### WHAT YOU SHOULD DO
Transcribe the listing below only from the line with "pub fn run(cli: Cli)" up to and including the line with "let context = bootstrap::bootstrap(cli.config.as_deref())?;".

### INPUT MATERIAL
* * * * *

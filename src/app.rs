use anyhow::Result;

use crate::{
    channel::{self, ChannelAdapter},
    cli::{Cli, Command},
    domain,
    infra::{self, profile::FileProfileStore, storage_layout::StorageLayout},
    ui,
    usecases::{self, bootstrap, reset_identity, shell::DefaultShellOrchestrator},
};

pub fn run(cli: Cli) -> Result<()> {
    match cli.command_or_default() {
        Command::Run => run_shell(&cli),
        Command::Reset => run_reset(),
    }
}

fn run_shell(cli: &Cli) -> Result<()> {
    let context = bootstrap::bootstrap(cli.config.as_deref())?;

    tracing::debug!(
        ui = ui::module_name(),
        domain = domain::module_name(),
        channel = channel::module_name(),
        usecases = usecases::module_name(),
        infra = infra::module_name(),
        "module boundaries loaded"
    );

    let profile = FileProfileStore::new(context.layout.profile_file());
    let channel = ChannelAdapter::open(&context.config.channel, context.layout.store_file())?;

    let mut orchestrator =
        DefaultShellOrchestrator::new(channel, profile, &context.config.ui.default_theme);
    orchestrator.start();

    let mut event_source = ui::CrosstermEventSource::default();
    ui::shell::start(&context, &mut event_source, &mut orchestrator)
}

fn run_reset() -> Result<()> {
    let layout = StorageLayout::resolve()?;
    layout.ensure_dirs()?;

    let mut profile = FileProfileStore::new(layout.profile_file());
    let outcome = reset_identity::reset_identity(&mut profile)?;

    for line in reset_report_lines(outcome.identity_removed) {
        println!("{line}");
    }

    Ok(())
}

fn reset_report_lines(identity_removed: bool) -> Vec<String> {
    if identity_removed {
        vec![
            "Saved display name cleared.".to_owned(),
            "You will be asked to pick one on the next start.".to_owned(),
        ]
    } else {
        vec!["No saved display name found. Nothing to clear.".to_owned()]
    }
}
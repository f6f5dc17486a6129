//! Infrastructure layer: adapters for config, storage, and logging.

pub mod config;
pub mod contracts;
pub mod error;
pub mod logging;
pub mod profile;
pub mod storage_layout;
#[cfg(test)]
pub mod stubs;

/// Returns the infra module name for smoke checks.
pub fn module_name() -> &'static str {
    "infra"
}
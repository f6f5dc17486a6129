use std::{env, fs, path::PathBuf};

use crate::infra::error::AppError;

const APP_DIR_NAME: &str = "rally";

/// On-disk layout under the user's config base: the profile file, the shared
/// message store, and the log directory.
#[derive(Debug, Clone, PartialEq, Eq)]
pub struct StorageLayout {
    pub config_dir: PathBuf,
    pub store_dir: PathBuf,
    pub log_dir: PathBuf,
}

impl StorageLayout {
    pub fn resolve() -> Result<Self, AppError> {
        let config_base = env::var_os("XDG_CONFIG_HOME")
            .map(PathBuf::from)
            .or_else(|| home_dir().map(|home| home.join(".config")))
            .ok_or_else(|| AppError::StoragePathResolution {
                details: "unable to resolve config base directory (XDG_CONFIG_HOME/HOME)".into(),
            })?;

        let config_dir = config_base.join(APP_DIR_NAME);
        let store_dir = config_dir.join("store");
        let log_dir = config_dir.join("log");

        Ok(Self {
            config_dir,
            store_dir,
            log_dir,
        })
    }

    pub fn ensure_dirs(&self) -> Result<(), AppError> {
        for dir in [&self.config_dir, &self.store_dir, &self.log_dir] {
            fs::create_dir_all(dir).map_err(|source| AppError::StorageDirCreate {
                path: dir.clone(),
                source,
            })?;
        }

        Ok(())
    }

    /// Locally persisted preferences (display name, theme).
    pub fn profile_file(&self) -> PathBuf {
        self.config_dir.join("profile.toml")
    }

    /// Default location of the shared message store. Every client on the
    /// machine that uses the default converses through this one file.
    pub fn store_file(&self) -> PathBuf {
        self.store_dir.join("messages.db3")
    }
}

fn home_dir() -> Option<PathBuf> {
    env::var_os("HOME").map(PathBuf::from)
}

* * * * *

### ANSWER TO THIS TASK
pub fn run(cli: Cli) -> Result<()> {
    match cli.command_or_default() {
        Command::Run => run_shell(&cli),
        Command::Reset => run_reset(),
    }
}

fn run_shell(cli: &Cli) -> Result<()> {
    let context = bootstrap::bootstrap(cli.config.as_deref())?;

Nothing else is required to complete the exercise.